11.09 Termination. The termination of this Agreement shall not
affect any rights of the Borrower, the Lenders or the Agent or any obligation
of the Borrower, the Lenders or the Agent, arising prior to the effective date
of such termination, and the provisions hereof shall continue to be fully
operative until all transactions entered into or rights created or obligations
incurred prior to such termination have been fully disposed of, concluded or
liquidated and the Obligations arising prior to or after such termination have
been irrevocably paid in full. The rights granted to the Agent for the benefit
of the Lenders hereunder and under the other Loan Documents shall continue in
full force and effect, notwithstanding the termination of this Agreement, until
all of the Obligations have been paid in full after the termination hereof
(other than Obligations in the nature of continuing indemnities or expense
reimbursement obligations not yet due and payable) or the Borrower has
furnished the Lenders and the Agent with an indemnification satisfactory to the
Agent and each Lender with respect thereto. All representations, warranties,
covenants, waivers and agreements contained herein shall survive termination
hereof until payment in full of the Obligations unless otherwise provided
herein. Notwithstanding the foregoing, if after receipt of any payment
pursuant to the Loan Documents of all or any part of the Obligations, any
Lender is for any reason compelled to surrender such payment to any Person
because such payment is determined to be void or voidable as a preference,
impermissible setoff, a diversion of trust funds or for any other reason, this
Agreement shall continue in full force and the Borrower shall be liable to, and
shall indemnify and hold such Lender harmless for, the amount of such payment
surrendered until such Lender shall have been finally and irrevocably paid in
full.
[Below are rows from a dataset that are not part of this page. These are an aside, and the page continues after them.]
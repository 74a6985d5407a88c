use crate::cache::TtlCache;
use crate::fetcher::{FetchLimits, PaginatedFetcher};
use crate::ingest::HttpSource;
use crate::model::{Dataset, Metric, OutputFormat, SchemaProfile};
use crate::refresh::{Refresher, TableCache};
use crate::server::{self, DashboardState};
use std::sync::Arc;
use tokio::sync::watch;
use trends_core::{Config, Error, Result};
use tracing::{error, info, instrument, warn};

pub struct App {
    config: Config,
    fetcher: Arc<PaginatedFetcher>,
    cache: Arc<TableCache>,
    refresher: Arc<Refresher>,
}

impl App {
    #[instrument(skip(config))]
    pub fn new(config: Config) -> Result<Self> {
        info!("Initializing application");

        let source = HttpSource::new(&config.api)?;
        let fetcher = Arc::new(PaginatedFetcher::new(
            Arc::new(source),
            FetchLimits::from(&config.api),
        ));

        let cache: Arc<TableCache> = Arc::new(TtlCache::from_config(&config.cache));
        let refresher = Arc::new(Refresher::new(
            Arc::clone(&fetcher),
            Arc::clone(&cache),
            &config,
        )?);

        Ok(Self {
            config,
            fetcher,
            cache,
            refresher,
        })
    }

    pub async fn fetch_dataset(
        &self,
        metric: Metric,
        area_type: &str,
        format: OutputFormat,
    ) -> Result<Dataset> {
        let query = SchemaProfile::new(self.config.query.profile).query(metric, area_type, format)?;
        self.fetcher.fetch(&query).await
    }

    pub async fn run_dashboard(&self, bind: Option<String>) -> Result<()> {
        match self.refresher.refresh_once().await {
            Ok(options) => info!(
                cases = options.cases.len(),
                deaths = options.deaths.len(),
                "Initial datasets loaded"
            ),
            Err(e) if e.is_fatal() => return Err(e),
            Err(e) => warn!(error = %e, "Initial refresh failed, serving without data until the next tick"),
        }

        let (shutdown_tx, shutdown_rx) = watch::channel(false);

        tokio::spawn(async move {
            match tokio::signal::ctrl_c().await {
                Ok(()) => {
                    info!("Shutdown signal received");
                    let _ = shutdown_tx.send(true);
                }
                Err(e) => error!(error = %e, "Failed to listen for shutdown signal"),
            }
        });

        let refresher = Arc::clone(&self.refresher);
        let refresh_shutdown = shutdown_rx.clone();
        let refresh_task = tokio::spawn(async move { refresher.run(refresh_shutdown).await });

        let state = Arc::new(DashboardState {
            cache: Arc::clone(&self.cache),
            areas: self.refresher.subscribe(),
            default_area: self.config.server.default_area.clone(),
        });

        let bind = bind.unwrap_or_else(|| self.config.server.bind.clone());
        server::serve(&bind, state, shutdown_rx).await?;

        refresh_task
            .await
            .map_err(|e| Error::Internal(format!("Refresh task panicked: {}", e)))?;

        Ok(())
    }
}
The provisions of the foregoing sentence shall be and remain effective
notwithstanding any contrary action which may have been taken by the Lenders in
reliance upon such payment, and any such contrary action so taken shall be
without prejudice to the Lenders' rights under this Agreement and shall be
deemed to have been conditioned upon such payment having become final and
irrevocable.
11.10 Governing Law. ALL DOCUMENTS EXECUTED PURSUANT TO THE
TRANSACTIONS CONTEMPLATED HEREIN, INCLUDING, WITHOUT LIMITATION, THIS AGREEMENT
AND EACH OF THE LOAN DOCUMENTS SHALL BE DEEMED TO BE CONTRACTS MADE UNDER, AND
FOR ALL PURPOSES SHALL BE CONSTRUED IN ACCORDANCE WITH, THE INTERNAL LAWS AND
JUDICIAL DECISIONS OF THE STATE OF FLORIDA. THE BORROWER HEREBY SUBMITS TO THE
JURISDICTION AND VENUE OF THE STATE AND FEDERAL COURTS OF FLORIDA FOR THE
PURPOSES OF RESOLVING DISPUTES HEREUNDER OR FOR THE PURPOSES OF COLLECTION.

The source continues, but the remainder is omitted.